The result should be every line that contains the word "Paid", taken from the material.

§ DATA SECTION:
☆ ☆ ☆ ☆

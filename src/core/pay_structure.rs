//! Pay structure classification and rate evaluation helpers.
//!
//! The shared money math of the payroll engine: classifying an employee's
//! compensation record into a pay structure, deriving an hourly-equivalent
//! rate, and evaluating a pay component's rate rule into a line amount. Kinds
//! that the database stores as strings are matched through the closed enums
//! here, never by raw string comparison in the engine.

use crate::config::rules::AttendanceRules;
use crate::entities::compensation;

/// Classification of an employee's compensation record.
#[derive(Debug, Clone, Copy, PartialEq, Eq)]
pub enum PayStructure {
    /// Paid per rendered hour
    Hourly,
    /// Paid a fixed monthly salary
    Fixed,
    /// Fixed salary plus an hourly component
    Hybrid,
    /// No usable compensation data
    Unknown,
}

impl PayStructure {
    /// Classifies a compensation record by which rate fields are present.
    ///
    /// Both rates > 0 means hybrid, only a fixed salary means fixed, an hourly
    /// rate (or the hourly flag alone) means hourly, anything else is unknown.
    #[must_use]
    pub fn determine(compensation: Option<&compensation::Model>) -> Self {
        let Some(comp) = compensation else {
            return Self::Unknown;
        };

        let has_hourly = comp.hourly_rate.is_some_and(|rate| rate > 0.0);
        let has_fixed = comp.fixed_monthly_salary.is_some_and(|salary| salary > 0.0);

        match (has_hourly, has_fixed) {
            (true, true) => Self::Hybrid,
            (false, true) => Self::Fixed,
            (true, false) => Self::Hourly,
            (false, false) if comp.is_hourly => Self::Hourly,
            (false, false) => Self::Unknown,
        }
    }

    /// Human-readable name for display surfaces.
    #[must_use]
    pub const fn display_name(self) -> &'static str {
        match self {
            Self::Hourly => "Hourly",
            Self::Fixed => "Fixed",
            Self::Hybrid => "Hybrid",
            Self::Unknown => "Not set",
        }
    }
}

/// Whether a payroll line or pay component adds to or subtracts from pay.
#[derive(Debug, Clone, Copy, PartialEq, Eq)]
pub enum LineKind {
    /// Adds to pay
    Earning,
    /// Subtracts from pay
    Deduction,
}

impl LineKind {
    /// The string stored in the database for this kind.
    #[must_use]
    pub const fn as_str(self) -> &'static str {
        match self {
            Self::Earning => "earning",
            Self::Deduction => "deduction",
        }
    }

    /// Parses a stored kind string. Unknown values return None.
    #[must_use]
    pub fn parse(value: &str) -> Option<Self> {
        match value {
            "earning" => Some(Self::Earning),
            "deduction" => Some(Self::Deduction),
            _ => None,
        }
    }
}

/// How a pay component's rate is turned into a line amount.
#[derive(Debug, Clone, Copy, PartialEq, Eq)]
pub enum CalcKind {
    /// The rate is the amount
    FixedAmount,
    /// Amount = base pay x rate
    PercentOfBase,
    /// Amount = rendered hours x rate
    PerHour,
}

impl CalcKind {
    /// The string stored in the database for this calculation kind.
    #[must_use]
    pub const fn as_str(self) -> &'static str {
        match self {
            Self::FixedAmount => "fixed_amount",
            Self::PercentOfBase => "percent_of_base",
            Self::PerHour => "per_hour",
        }
    }

    /// Parses a stored calculation-kind string. Unknown values return None.
    #[must_use]
    pub fn parse(value: &str) -> Option<Self> {
        match value {
            "fixed_amount" => Some(Self::FixedAmount),
            "percent_of_base" => Some(Self::PercentOfBase),
            "per_hour" => Some(Self::PerHour),
            _ => None,
        }
    }
}

/// Rounds a monetary value to 2 decimal places, half away from zero.
#[must_use]
pub fn round2(value: f64) -> f64 {
    (value * 100.0).round() / 100.0
}

/// Derives the hourly rate used for base pay.
///
/// The explicit hourly rate wins when present and positive; otherwise a fixed
/// monthly salary is spread over the standard work month; otherwise zero.
#[must_use]
pub fn derive_hourly_rate(
    compensation: Option<&compensation::Model>,
    rules: &AttendanceRules,
) -> f64 {
    let Some(comp) = compensation else {
        return 0.0;
    };

    match comp.hourly_rate {
        Some(rate) if rate > 0.0 => rate,
        _ => match comp.fixed_monthly_salary {
            Some(salary) if salary > 0.0 && rules.standard_monthly_hours > 0.0 => {
                salary / rules.standard_monthly_hours
            }
            _ => 0.0,
        },
    }
}

/// Evaluates a pay component's rate rule into (quantity, amount).
///
/// The quantity records what the amount was computed from: 1 for fixed
/// amounts, base pay for percentages, rendered hours for per-hour rates.
#[must_use]
pub fn evaluate_component_amount(
    calc_kind: CalcKind,
    rate: f64,
    base_pay: f64,
    total_hours: f64,
) -> (f64, f64) {
    match calc_kind {
        CalcKind::FixedAmount => (1.0, round2(rate)),
        CalcKind::PercentOfBase => (base_pay, round2(base_pay * rate)),
        CalcKind::PerHour => (total_hours, round2(total_hours * rate)),
    }
}
//! `shiftpay` - Attendance reconciliation and payroll generation engine
//!
//! This crate compares scheduled shifts against actual clock-in/clock-out
//! events to classify each work day, aggregates those classifications over a
//! payroll period, and deterministically regenerates one payroll entry per
//! employee: auto-generated lines (base pay, attendance penalties and bonuses,
//! recurring pay components) plus manually added adjustments, with idempotent
//! recomputation of totals. Presentation is out of scope; the engine is a
//! library-level service boundary over its own store.

// Deny the most critical lints that could lead to bugs or security issues
#![deny(
    // Security and correctness
    unsafe_code,
    unsafe_op_in_unsafe_fn,

    // Code quality - things that are almost always bugs
    unreachable_code,
    unreachable_patterns,
    unused_must_use,

    // Documentation - broken links are bugs
    rustdoc::broken_intra_doc_links,
    rustdoc::private_intra_doc_links,
)]
// Warn on things that should be fixed but aren't necessarily bugs
#![warn(
    missing_docs,

    // Clippy categories for overall code quality
    clippy::all,
    clippy::pedantic,
    clippy::nursery,

    // Performance
    clippy::inefficient_to_string,
    clippy::large_types_passed_by_value,
    clippy::needless_pass_by_value,
    clippy::unnecessary_wraps,

    // Correctness
    clippy::clone_on_ref_ptr,
    clippy::dbg_macro,
    clippy::exit,
    clippy::expect_used,
    clippy::float_cmp,
    clippy::panic,
    clippy::todo,
    clippy::unimplemented,
    clippy::unwrap_used,

    // Complexity and readability
    clippy::cognitive_complexity,
    clippy::large_enum_variant,
    clippy::match_same_arms,
    clippy::too_many_lines,

    // Style consistency
    clippy::enum_glob_use,
    clippy::inconsistent_struct_constructor,
    clippy::must_use_candidate,
    clippy::redundant_closure_for_method_calls,
    clippy::semicolon_if_nothing_returned,
    clippy::wildcard_imports,

    // Future compatibility
    future_incompatible,
    rust_2018_idioms,
)]
// Allow some pedantic lints that are too noisy or not applicable
#![allow(
    clippy::module_name_repetitions,  // Common pattern in Rust
    clippy::missing_errors_doc,        // Will add gradually
    clippy::missing_panics_doc,        // Will add gradually
)]

/// Configuration management for the database and engine tuning
pub mod config;
/// Core business logic - attendance classification and payroll generation
pub mod core;
/// SeaORM entity definitions for database tables
pub mod entities;
/// Unified error types and result handling
pub mod errors;

#[cfg(test)]
pub mod test_utils;
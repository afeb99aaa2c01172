//! Penalty settings entity - Singleton row of attendance penalty/bonus rates.
//!
//! Created zero-valued on first access. Payroll generation loads the current
//! row once per run and passes the values into the per-employee computation.

use sea_orm::entity::prelude::*;
use serde::{Deserialize, Serialize};

/// Attendance penalty settings database model
#[derive(Clone, Debug, PartialEq, DeriveEntityModel, Serialize, Deserialize)]
#[sea_orm(table_name = "penalty_settings")]
pub struct Model {
    /// Unique identifier (there is only ever one row)
    #[sea_orm(primary_key)]
    pub id: i64,
    /// Deduction per late minute
    pub late_penalty_per_minute: f64,
    /// Deduction per undertime minute
    pub undertime_penalty_per_minute: f64,
    /// Multiplier applied to scheduled hours lost to full-day absences
    pub absence_full_day_multiplier: f64,
    /// Bonus per overtime minute
    pub overtime_bonus_per_minute: f64,
    /// When the settings were last changed
    pub updated_at: DateTimeUtc,
}

/// Defines relationships between PenaltySettings and other entities
#[derive(Copy, Clone, Debug, EnumIter, DeriveRelation)]
pub enum Relation {}

impl ActiveModelBehavior for ActiveModel {}
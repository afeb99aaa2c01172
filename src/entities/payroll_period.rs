//! Payroll period entity - The immutable date range payroll is generated for.

use sea_orm::entity::prelude::*;
use serde::{Deserialize, Serialize};

/// Payroll period database model
#[derive(Clone, Debug, PartialEq, DeriveEntityModel, Serialize, Deserialize)]
#[sea_orm(table_name = "payroll_periods")]
pub struct Model {
    /// Unique identifier for the period
    #[sea_orm(primary_key)]
    pub id: i64,
    /// Display name (e.g. "March 1-15")
    pub name: String,
    /// First day of the period (inclusive)
    pub start_date: Date,
    /// Last day of the period (inclusive)
    pub end_date: Date,
    /// When the period was created
    pub created_at: DateTimeUtc,
}

/// Defines relationships between PayrollPeriod and other entities
#[derive(Copy, Clone, Debug, EnumIter, DeriveRelation)]
pub enum Relation {
    /// One period has many payroll entries
    #[sea_orm(has_many = "super::payroll_entry::Entity")]
    PayrollEntries,
}

impl Related<super::payroll_entry::Entity> for Entity {
    fn to() -> RelationDef {
        Relation::PayrollEntries.def()
    }
}

impl ActiveModelBehavior for ActiveModel {}
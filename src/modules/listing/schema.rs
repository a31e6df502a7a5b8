use std::{fmt, str::FromStr};

use serde::{Deserialize, Serialize};
use sqlx::prelude::FromRow;
use uuid::Uuid;

use crate::api::error::SystemError;

#[derive(Debug, Clone, Copy, PartialEq, Eq, Default, Serialize, Deserialize)]
pub enum PropertyType {
    #[default]
    #[serde(rename = "1 BHK")]
    OneBhk,
    #[serde(rename = "2 BHK")]
    TwoBhk,
    #[serde(rename = "1 Bed")]
    OneBed,
    #[serde(rename = "2 Bed")]
    TwoBed,
    #[serde(rename = "3 Bed")]
    ThreeBed,
}

impl PropertyType {
    pub const ALL: [PropertyType; 5] = [
        PropertyType::OneBhk,
        PropertyType::TwoBhk,
        PropertyType::OneBed,
        PropertyType::TwoBed,
        PropertyType::ThreeBed,
    ];

    pub fn as_str(&self) -> &'static str {
        match self {
            PropertyType::OneBhk => "1 BHK",
            PropertyType::TwoBhk => "2 BHK",
            PropertyType::OneBed => "1 Bed",
            PropertyType::TwoBed => "2 Bed",
            PropertyType::ThreeBed => "3 Bed",
        }
    }
}

impl FromStr for PropertyType {
    type Err = SystemError;

    fn from_str(s: &str) -> Result<Self, Self::Err> {
        Self::ALL
            .into_iter()
            .find(|t| t.as_str() == s)
            .ok_or_else(|| SystemError::bad_request(format!("Unknown property type '{s}'")))
    }
}

#[derive(Debug, Clone, Copy, PartialEq, Eq, Default, Serialize, Deserialize)]
pub enum TenantType {
    #[default]
    Bachelor,
    Family,
    Girls,
    #[serde(rename = "Working professionals")]
    WorkingProfessionals,
}

impl TenantType {
    pub const ALL: [TenantType; 4] = [
        TenantType::Bachelor,
        TenantType::Family,
        TenantType::Girls,
        TenantType::WorkingProfessionals,
    ];

    pub fn as_str(&self) -> &'static str {
        match self {
            TenantType::Bachelor => "Bachelor",
            TenantType::Family => "Family",
            TenantType::Girls => "Girls",
            TenantType::WorkingProfessionals => "Working professionals",
        }
    }
}

impl FromStr for TenantType {
    type Err = SystemError;

    fn from_str(s: &str) -> Result<Self, Self::Err> {
        Self::ALL
            .into_iter()
            .find(|t| t.as_str() == s)
            .ok_or_else(|| SystemError::bad_request(format!("Unknown tenant type '{s}'")))
    }
}

#[derive(Debug, Clone, Copy, PartialEq, Eq, Default, Serialize, Deserialize)]
pub enum OwnerType {
    #[default]
    #[serde(rename = "Direct Owner")]
    DirectOwner,
    Agent,
}

impl OwnerType {
    pub const ALL: [OwnerType; 2] = [OwnerType::DirectOwner, OwnerType::Agent];

    pub fn as_str(&self) -> &'static str {
        match self {
            OwnerType::DirectOwner => "Direct Owner",
            OwnerType::Agent => "Agent",
        }
    }
}

impl FromStr for OwnerType {
    type Err = SystemError;

    fn from_str(s: &str) -> Result<Self, Self::Err> {
        Self::ALL
            .into_iter()
            .find(|t| t.as_str() == s)
            .ok_or_else(|| SystemError::bad_request(format!("Unknown owner type '{s}'")))
    }
}

impl fmt::Display for PropertyType {
    fn fmt(&self, f: &mut fmt::Formatter<'_>) -> fmt::Result {
        f.write_str(self.as_str())
    }
}

impl fmt::Display for TenantType {
    fn fmt(&self, f: &mut fmt::Formatter<'_>) -> fmt::Result {
        f.write_str(self.as_str())
    }
}

impl fmt::Display for OwnerType {
    fn fmt(&self, f: &mut fmt::Formatter<'_>) -> fmt::Result {
        f.write_str(self.as_str())
    }
}

/// Raw `room_listings` row. Enum columns are plain text here and only become
/// typed values through [`Listing::try_from`].
#[derive(Debug, Clone, FromRow)]
pub struct ListingRow {
    pub id: Uuid,
    pub owner_id: Uuid,
    pub title: String,
    pub location: String,
    pub price: i64,
    pub property_type: String,
    pub tenant_type: String,
    pub owner_type: String,
    pub contact_number: String,
    pub images: Vec<String>,
    pub description: Option<String>,
    pub created_at: chrono::DateTime<chrono::Utc>,
    pub updated_at: chrono::DateTime<chrono::Utc>,
}

#[derive(Debug, Clone, PartialEq, Serialize, Deserialize)]
pub struct Listing {
    pub id: Uuid,
    pub owner_id: Uuid,
    pub title: String,
    pub location: String,
    pub price: i64,
    pub property_type: PropertyType,
    pub tenant_type: TenantType,
    pub owner_type: OwnerType,
    pub contact_number: String,
    pub images: Vec<String>,
    pub description: Option<String>,
    pub created_at: chrono::DateTime<chrono::Utc>,
    pub updated_at: chrono::DateTime<chrono::Utc>,
}

impl TryFrom<ListingRow> for Listing {
    type Error = SystemError;

    fn try_from(row: ListingRow) -> Result<Self, Self::Error> {
        Ok(Listing {
            property_type: row.property_type.parse()?,
            tenant_type: row.tenant_type.parse()?,
            owner_type: row.owner_type.parse()?,
            id: row.id,
            owner_id: row.owner_id,
            title: row.title,
            location: row.location,
            price: row.price,
            contact_number: row.contact_number,
            images: row.images,
            description: row.description,
            created_at: row.created_at,
            updated_at: row.updated_at,
        })
    }
}
use crate::api::error;

/// Named-object blob store. Names are `/`-separated paths inside one bucket.
#[async_trait::async_trait]
pub trait BlobStore {
    /// Durably writes `bytes` under `name`. Must not overwrite an existing object.
    async fn put(
        &self,
        name: &str,
        bytes: &[u8],
        content_type: &str,
    ) -> Result<(), error::SystemError>;

    /// Stable public URL of `name`. Does not check that the object exists.
    fn public_url(&self, name: &str) -> String;
}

☆ ☆ ☆ ☆

§ FINISHED EXERCISE:
    /// Paid per rendered hour
    /// Paid a fixed monthly salary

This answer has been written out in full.